All schools, including mission schools are considered state schools as long as they are government-aided. The mission schools in Malaysia gave up their independence and agreed to government funding in the 1970s as they could no longer support these schools by themselves.

There are 448 Christian and mission schools in the country. Of these, 228 are in the traditionally Christian Borneo states of Sarawak (130) and Sabah (98).

Sr Rita Chew, head of the Archdiocese of Kota Kinabalu Education Commission, told Feb 11, that she is concerned about maintaining the integrity of a well-rounded education in a climate of increasing religious segregation, distrust and political weakness.

“Some people seem very intent on pushing an Islamic agenda right from kindergarten,” Sr Chew said.

“This is our chief concern. Conversions are taking place in schools but they (the government) are denying it. It’s happening in the kindergartens. Christian parents are discovering their children are learning Islamic prayers,” she said.

Conversions are reportedly taking place in all schools. There is a bias against non-Muslim students. The majority of students in all schools are Muslim. Enrolment in schools is determined by proximity of residence.

Christian and non-Muslim parents do their best to get their children placed in mission schools.

For now, despite the rise of a more assertive brand of Islam, many Muslim parents also remain keen to get their children enrolled in mission schools.

The percentage of Muslims in the mission schools is determined by the location of the school. Schools in areas with high concentration of Muslims will have a large number of them in that school. By and large, the Muslim student population in schools follows the country’s demographics.

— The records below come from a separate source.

//! Bordered ASCII tables (`+ - |`) built from padded cells.

use serde::Deserialize;

use super::{Align, Cell, build_line, draw_separator};

/// Column definition: header text, width in half-width units, body alignment.
#[derive(Debug, Clone, PartialEq, Eq, Deserialize)]
pub struct Column {
    pub header: String,
    pub width: usize,
    #[serde(default)]
    pub align: Align,
}

impl Column {
    pub fn new(header: impl Into<String>, width: usize, align: Align) -> Self {
        Self {
            header: header.into(),
            width,
            align,
        }
    }
}

/// A bordered table.
///
/// ## Example
///
/// ```
/// use dotprint::layout::{Align, Column, Table};
///
/// let lines = Table::new(vec![
///     Column::new("Item", 6, Align::Left),
///     Column::new("Qty", 4, Align::Right),
/// ])
/// .row(["Bolt", "12"])
/// .lines();
///
/// assert_eq!(lines, vec![
///     "+------+----+",
///     "| Item |Qty |",
///     "+------+----+",
///     "|Bolt  |  12|",
///     "+------+----+",
/// ]);
/// ```
#[derive(Debug, Clone, Default)]
pub struct Table {
    columns: Vec<Column>,
    rows: Vec<Vec<String>>,
}

impl Table {
    pub fn new(columns: Vec<Column>) -> Self {
        Self {
            columns,
            rows: Vec::new(),
        }
    }

    /// Append a body row. Missing cells print empty; extra cells are ignored.
    pub fn row<I, S>(mut self, cells: I) -> Self
    where
        I: IntoIterator<Item = S>,
        S: Into<String>,
    {
        self.rows.push(cells.into_iter().map(Into::into).collect());
        self
    }

    /// Total width of a rendered line, borders included.
    pub fn width(&self) -> usize {
        self.columns.iter().map(|c| c.width).sum::<usize>() + self.columns.len() + 1
    }

    /// `+----+---+` border line.
    pub fn border(&self) -> String {
        let mut line = String::from("+");
        for column in &self.columns {
            line.push_str(&draw_separator(column.width, '-'));
            line.push('+');
        }
        line
    }

    fn framed<'a>(&'a self, texts: impl Iterator<Item = (&'a str, Align)>) -> String {
        let mut cells = vec![Cell::new("|", 1, Align::Left)];
        for (column, (text, align)) in self.columns.iter().zip(texts) {
            cells.push(Cell::new(text, column.width, align));
            cells.push(Cell::new("|", 1, Align::Left));
        }
        build_line(&cells)
    }

    /// Render border, centered header, border, body rows, border.
    pub fn lines(&self) -> Vec<String> {
        let border = self.border();
        let mut out = Vec::with_capacity(self.rows.len() + 4);

        out.push(border.clone());
        out.push(self.framed(
            self.columns
                .iter()
                .map(|c| (c.header.as_str(), Align::Center)),
        ));
        out.push(border.clone());

        for row in &self.rows {
            out.push(self.framed(self.columns.iter().enumerate().map(|(i, c)| {
                (row.get(i).map(String::as_str).unwrap_or(""), c.align)
            })));
        }

        out.push(border);
        out
    }
}

#[cfg(test)]
mod tests {
    use super::*;
    use crate::layout::text_width;
    use pretty_assertions::assert_eq;

    fn sample() -> Table {
        Table::new(vec![
            Column::new("品名", 10, Align::Left),
            Column::new("数量", 6, Align::Right),
        ])
    }

    #[test]
    fn test_border() {
        assert_eq!(sample().border(), "+----------+------+");
        assert_eq!(sample().width(), 19);
    }

    #[test]
    fn test_cjk_rows_keep_alignment() {
        let lines = sample().row(["螺丝钉", "200"]).row(["Washer", "5"]).lines();
        assert_eq!(lines.len(), 6);
        assert_eq!(lines[1], "|   品名   | 数量 |");
        assert_eq!(lines[3], "|螺丝钉    |   200|");
        assert_eq!(lines[4], "|Washer    |     5|");
        assert!(lines.iter().all(|l| text_width(l) == 19));
    }

    #[test]
    fn test_short_and_long_rows() {
        let lines = sample()
            .row(["only name"])
            .row(["a", "b", "ignored"])
            .lines();
        assert_eq!(lines[3], "|only name |      |");
        assert_eq!(lines[4], "|a         |     b|");
    }

    #[test]
    fn test_overlong_cell_truncated() {
        let lines = sample().row(["超长的商品名称描述", "1"]).lines();
        assert_eq!(lines[3], "|超长的商品|     1|");
    }

    #[test]
    fn test_column_deserialize_default_align() {
        let c: Column = serde_json::from_str(r#"{"header": "Qty", "width": 4}"#).unwrap();
        assert_eq!(c, Column::new("Qty", 4, Align::Left));
    }
}
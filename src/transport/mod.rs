//! # Printer Transport Layer
//!
//! Communication backends for sending finished byte streams to printers.
//!
//! ## Available Transports
//!
//! - [`tcp`]: Raw TCP (port 9100) to a network print server
//!
//! Writing to a file or a device node needs no transport: the CLI writes
//! the bytes with `std::fs::write`.

pub mod tcp;

pub use tcp::TcpTransport;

“They see these schools as more disciplined and a place where the focus is on academic (excellence) rather than religion, cultural things and so on,” said a recently retired teacher who spoke on the condition of anonymity.

Siti, a Muslim mother of two, has a simple reason for enrolling her daughter in a mission school. She graduated from a mission school in the 1970s.  She also noted how her daughter was more confident and enterprising compared to her son, who graduated from a national school.  Siti attributes her daughter’s resourcefulness to the mission schools’ mixed racial environment along with its well-known emphasis on discipline and academic excellence.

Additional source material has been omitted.